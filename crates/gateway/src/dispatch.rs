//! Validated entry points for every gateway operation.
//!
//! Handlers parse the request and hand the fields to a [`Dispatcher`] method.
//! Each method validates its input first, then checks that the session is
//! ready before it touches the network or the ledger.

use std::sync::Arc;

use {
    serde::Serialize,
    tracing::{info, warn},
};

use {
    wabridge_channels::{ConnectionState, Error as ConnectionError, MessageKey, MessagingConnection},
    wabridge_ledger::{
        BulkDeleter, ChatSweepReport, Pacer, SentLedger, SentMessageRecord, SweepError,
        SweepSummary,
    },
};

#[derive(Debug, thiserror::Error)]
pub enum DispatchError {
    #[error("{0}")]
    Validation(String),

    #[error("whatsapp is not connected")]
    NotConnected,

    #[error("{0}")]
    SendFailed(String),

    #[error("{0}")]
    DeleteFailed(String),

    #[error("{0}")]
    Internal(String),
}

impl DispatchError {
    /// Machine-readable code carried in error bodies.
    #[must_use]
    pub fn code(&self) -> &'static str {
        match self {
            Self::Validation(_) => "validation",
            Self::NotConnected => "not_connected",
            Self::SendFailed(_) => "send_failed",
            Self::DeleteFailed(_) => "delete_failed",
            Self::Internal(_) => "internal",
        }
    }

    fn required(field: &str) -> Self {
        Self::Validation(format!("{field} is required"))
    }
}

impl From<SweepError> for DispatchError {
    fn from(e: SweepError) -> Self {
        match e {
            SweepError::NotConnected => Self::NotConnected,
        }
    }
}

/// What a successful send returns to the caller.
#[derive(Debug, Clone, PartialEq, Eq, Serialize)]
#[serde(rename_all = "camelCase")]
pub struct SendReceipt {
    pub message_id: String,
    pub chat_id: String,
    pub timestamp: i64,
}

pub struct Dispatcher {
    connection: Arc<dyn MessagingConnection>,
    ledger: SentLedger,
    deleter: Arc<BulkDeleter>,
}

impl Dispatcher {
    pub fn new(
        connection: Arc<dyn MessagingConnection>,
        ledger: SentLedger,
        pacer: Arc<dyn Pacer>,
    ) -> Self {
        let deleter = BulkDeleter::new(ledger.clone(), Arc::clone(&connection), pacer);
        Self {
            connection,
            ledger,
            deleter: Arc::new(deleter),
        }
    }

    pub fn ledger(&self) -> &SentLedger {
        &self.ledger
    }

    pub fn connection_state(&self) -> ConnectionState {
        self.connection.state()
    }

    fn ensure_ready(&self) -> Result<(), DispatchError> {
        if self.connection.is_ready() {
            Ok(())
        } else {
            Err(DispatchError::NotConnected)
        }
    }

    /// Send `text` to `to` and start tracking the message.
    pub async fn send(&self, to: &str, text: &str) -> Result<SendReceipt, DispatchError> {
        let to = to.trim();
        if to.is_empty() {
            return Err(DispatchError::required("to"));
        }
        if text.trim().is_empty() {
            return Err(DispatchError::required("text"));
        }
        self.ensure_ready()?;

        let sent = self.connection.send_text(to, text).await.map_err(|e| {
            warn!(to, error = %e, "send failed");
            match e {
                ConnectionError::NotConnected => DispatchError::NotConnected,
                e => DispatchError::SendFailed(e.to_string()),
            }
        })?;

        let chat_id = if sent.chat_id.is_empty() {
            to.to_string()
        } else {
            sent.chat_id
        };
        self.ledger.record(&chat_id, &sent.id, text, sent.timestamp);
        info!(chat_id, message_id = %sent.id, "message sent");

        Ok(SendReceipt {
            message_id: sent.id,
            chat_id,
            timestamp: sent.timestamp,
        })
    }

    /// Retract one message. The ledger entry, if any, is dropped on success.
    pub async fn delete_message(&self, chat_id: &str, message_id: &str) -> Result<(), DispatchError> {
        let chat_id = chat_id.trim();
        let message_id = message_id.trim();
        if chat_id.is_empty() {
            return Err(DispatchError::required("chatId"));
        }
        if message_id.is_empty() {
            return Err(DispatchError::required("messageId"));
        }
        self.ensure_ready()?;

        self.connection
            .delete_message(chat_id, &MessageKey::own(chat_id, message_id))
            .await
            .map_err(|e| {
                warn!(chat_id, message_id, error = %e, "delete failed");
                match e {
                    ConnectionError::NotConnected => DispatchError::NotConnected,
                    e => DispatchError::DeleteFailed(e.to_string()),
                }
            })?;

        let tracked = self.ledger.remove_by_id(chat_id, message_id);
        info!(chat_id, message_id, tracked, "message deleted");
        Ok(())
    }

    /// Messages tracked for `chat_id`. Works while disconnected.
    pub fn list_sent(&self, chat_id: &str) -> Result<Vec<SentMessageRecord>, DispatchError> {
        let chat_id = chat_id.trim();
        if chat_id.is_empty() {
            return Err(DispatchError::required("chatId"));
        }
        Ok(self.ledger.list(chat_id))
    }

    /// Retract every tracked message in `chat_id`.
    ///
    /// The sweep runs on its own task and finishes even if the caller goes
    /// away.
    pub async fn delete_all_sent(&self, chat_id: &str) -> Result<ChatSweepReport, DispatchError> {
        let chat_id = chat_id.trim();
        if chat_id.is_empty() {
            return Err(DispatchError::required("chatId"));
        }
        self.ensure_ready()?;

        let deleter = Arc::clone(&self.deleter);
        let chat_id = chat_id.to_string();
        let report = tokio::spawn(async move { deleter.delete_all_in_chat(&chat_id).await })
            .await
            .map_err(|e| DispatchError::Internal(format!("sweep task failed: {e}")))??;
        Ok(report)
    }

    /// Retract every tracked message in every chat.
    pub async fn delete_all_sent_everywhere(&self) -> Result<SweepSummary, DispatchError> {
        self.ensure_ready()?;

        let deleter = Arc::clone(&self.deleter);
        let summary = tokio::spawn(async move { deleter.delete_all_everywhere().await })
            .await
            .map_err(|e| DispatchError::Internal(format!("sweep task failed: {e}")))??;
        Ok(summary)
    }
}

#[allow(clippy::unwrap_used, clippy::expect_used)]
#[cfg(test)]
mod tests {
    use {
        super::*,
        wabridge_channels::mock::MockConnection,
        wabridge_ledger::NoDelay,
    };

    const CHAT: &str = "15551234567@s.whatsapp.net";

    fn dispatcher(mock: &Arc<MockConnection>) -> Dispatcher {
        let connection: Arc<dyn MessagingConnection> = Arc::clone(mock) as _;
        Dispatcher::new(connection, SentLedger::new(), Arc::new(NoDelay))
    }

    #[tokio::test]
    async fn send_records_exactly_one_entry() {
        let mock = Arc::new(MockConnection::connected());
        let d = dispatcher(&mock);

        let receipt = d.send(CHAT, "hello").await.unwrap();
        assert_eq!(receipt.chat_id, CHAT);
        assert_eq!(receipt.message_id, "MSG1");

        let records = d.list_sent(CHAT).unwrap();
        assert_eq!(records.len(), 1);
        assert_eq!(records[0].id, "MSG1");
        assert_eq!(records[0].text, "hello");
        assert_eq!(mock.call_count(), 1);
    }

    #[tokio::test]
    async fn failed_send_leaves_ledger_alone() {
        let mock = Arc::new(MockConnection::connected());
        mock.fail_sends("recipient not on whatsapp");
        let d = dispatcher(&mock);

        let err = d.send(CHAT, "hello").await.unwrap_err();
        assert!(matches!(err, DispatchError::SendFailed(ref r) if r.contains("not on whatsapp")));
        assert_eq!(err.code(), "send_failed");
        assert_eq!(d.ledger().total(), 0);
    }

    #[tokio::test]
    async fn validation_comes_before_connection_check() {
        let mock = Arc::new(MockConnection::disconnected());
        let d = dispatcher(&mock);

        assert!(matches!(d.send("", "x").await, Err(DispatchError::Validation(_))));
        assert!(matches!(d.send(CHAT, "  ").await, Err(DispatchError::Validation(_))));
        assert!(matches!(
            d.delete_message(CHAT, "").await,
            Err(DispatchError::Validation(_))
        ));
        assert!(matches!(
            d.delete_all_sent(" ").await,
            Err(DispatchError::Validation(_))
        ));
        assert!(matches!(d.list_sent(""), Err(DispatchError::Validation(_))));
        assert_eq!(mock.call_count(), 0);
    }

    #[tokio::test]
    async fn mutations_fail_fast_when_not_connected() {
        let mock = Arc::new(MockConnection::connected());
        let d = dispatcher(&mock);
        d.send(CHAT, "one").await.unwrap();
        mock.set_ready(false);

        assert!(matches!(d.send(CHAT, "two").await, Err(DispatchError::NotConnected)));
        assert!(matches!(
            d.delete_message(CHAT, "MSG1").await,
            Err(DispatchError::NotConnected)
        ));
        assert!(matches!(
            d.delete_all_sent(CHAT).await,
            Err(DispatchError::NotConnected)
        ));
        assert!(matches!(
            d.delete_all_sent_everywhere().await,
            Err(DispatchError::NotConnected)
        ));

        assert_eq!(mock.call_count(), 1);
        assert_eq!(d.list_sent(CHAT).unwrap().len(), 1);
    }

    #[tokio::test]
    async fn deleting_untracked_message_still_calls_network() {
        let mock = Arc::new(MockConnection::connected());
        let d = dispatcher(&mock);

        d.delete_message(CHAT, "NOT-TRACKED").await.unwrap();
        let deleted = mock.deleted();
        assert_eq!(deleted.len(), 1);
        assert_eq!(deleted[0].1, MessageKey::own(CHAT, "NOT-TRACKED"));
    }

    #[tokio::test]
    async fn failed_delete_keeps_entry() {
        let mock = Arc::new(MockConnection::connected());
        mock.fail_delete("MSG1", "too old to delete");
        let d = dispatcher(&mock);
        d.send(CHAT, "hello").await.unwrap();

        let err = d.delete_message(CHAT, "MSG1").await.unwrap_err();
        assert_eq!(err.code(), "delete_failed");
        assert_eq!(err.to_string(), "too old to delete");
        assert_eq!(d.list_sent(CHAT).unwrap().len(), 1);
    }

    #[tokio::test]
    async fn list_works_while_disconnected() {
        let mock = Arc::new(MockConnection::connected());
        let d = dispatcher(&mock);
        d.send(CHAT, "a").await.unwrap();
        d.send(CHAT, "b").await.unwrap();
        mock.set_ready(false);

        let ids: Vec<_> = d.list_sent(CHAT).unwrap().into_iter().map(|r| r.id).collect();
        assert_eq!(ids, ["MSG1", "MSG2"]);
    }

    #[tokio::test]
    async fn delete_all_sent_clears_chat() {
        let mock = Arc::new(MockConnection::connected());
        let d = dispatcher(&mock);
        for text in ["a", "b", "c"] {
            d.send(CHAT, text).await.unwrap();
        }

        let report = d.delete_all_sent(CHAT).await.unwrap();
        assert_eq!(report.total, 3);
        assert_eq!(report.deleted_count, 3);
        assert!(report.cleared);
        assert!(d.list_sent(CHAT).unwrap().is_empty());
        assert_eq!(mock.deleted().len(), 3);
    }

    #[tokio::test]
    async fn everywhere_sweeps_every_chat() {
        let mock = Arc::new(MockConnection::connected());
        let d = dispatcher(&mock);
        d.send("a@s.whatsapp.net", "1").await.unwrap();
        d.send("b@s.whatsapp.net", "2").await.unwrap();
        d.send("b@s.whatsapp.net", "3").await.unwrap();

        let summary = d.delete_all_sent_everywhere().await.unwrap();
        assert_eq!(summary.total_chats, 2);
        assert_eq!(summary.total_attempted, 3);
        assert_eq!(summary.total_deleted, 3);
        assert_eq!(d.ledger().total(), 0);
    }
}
...
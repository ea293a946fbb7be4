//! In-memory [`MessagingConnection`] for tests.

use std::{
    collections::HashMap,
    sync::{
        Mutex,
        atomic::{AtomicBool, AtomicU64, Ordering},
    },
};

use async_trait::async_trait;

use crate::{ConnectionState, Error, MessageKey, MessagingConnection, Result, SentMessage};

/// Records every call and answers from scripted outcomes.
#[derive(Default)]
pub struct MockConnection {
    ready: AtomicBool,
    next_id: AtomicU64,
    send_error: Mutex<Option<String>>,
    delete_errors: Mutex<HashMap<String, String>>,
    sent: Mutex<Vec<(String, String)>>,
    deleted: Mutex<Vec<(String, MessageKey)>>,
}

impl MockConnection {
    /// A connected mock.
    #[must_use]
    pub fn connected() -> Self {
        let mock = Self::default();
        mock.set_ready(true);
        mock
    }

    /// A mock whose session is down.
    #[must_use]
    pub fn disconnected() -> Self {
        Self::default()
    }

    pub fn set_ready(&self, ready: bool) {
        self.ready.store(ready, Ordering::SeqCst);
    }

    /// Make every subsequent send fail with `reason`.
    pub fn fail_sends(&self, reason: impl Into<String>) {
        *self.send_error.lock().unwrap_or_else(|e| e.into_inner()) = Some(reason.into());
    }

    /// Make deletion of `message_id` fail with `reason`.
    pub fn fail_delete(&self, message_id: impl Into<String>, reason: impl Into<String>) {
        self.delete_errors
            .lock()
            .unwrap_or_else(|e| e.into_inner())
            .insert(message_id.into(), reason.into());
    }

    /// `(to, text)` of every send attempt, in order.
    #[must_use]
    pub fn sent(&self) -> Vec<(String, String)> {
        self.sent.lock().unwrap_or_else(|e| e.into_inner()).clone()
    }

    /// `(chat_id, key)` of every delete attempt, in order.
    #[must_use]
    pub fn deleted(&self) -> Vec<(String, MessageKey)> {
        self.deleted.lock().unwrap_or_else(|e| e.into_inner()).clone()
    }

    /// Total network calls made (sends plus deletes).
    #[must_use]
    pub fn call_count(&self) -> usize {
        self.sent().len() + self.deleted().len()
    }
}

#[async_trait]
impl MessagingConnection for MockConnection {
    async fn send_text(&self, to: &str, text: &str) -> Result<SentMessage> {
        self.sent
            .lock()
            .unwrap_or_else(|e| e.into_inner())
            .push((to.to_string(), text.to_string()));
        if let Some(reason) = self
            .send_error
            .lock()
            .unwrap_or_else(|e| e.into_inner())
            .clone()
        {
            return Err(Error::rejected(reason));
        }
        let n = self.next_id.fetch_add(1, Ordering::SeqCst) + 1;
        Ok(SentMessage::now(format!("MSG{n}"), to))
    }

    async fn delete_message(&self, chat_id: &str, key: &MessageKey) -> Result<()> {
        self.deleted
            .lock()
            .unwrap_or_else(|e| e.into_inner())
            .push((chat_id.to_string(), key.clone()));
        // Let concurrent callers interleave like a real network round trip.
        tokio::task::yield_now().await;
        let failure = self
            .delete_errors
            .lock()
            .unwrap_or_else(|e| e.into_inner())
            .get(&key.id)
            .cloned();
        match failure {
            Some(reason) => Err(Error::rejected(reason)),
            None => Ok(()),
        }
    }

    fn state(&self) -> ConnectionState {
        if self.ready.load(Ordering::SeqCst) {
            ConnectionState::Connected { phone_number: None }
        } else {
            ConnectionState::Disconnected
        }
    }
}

## EXERCISE AIM
Within the listing above, tally the lines holding the word "SendReceipt". Give the tally only.

## EXPECTED ANSWER
3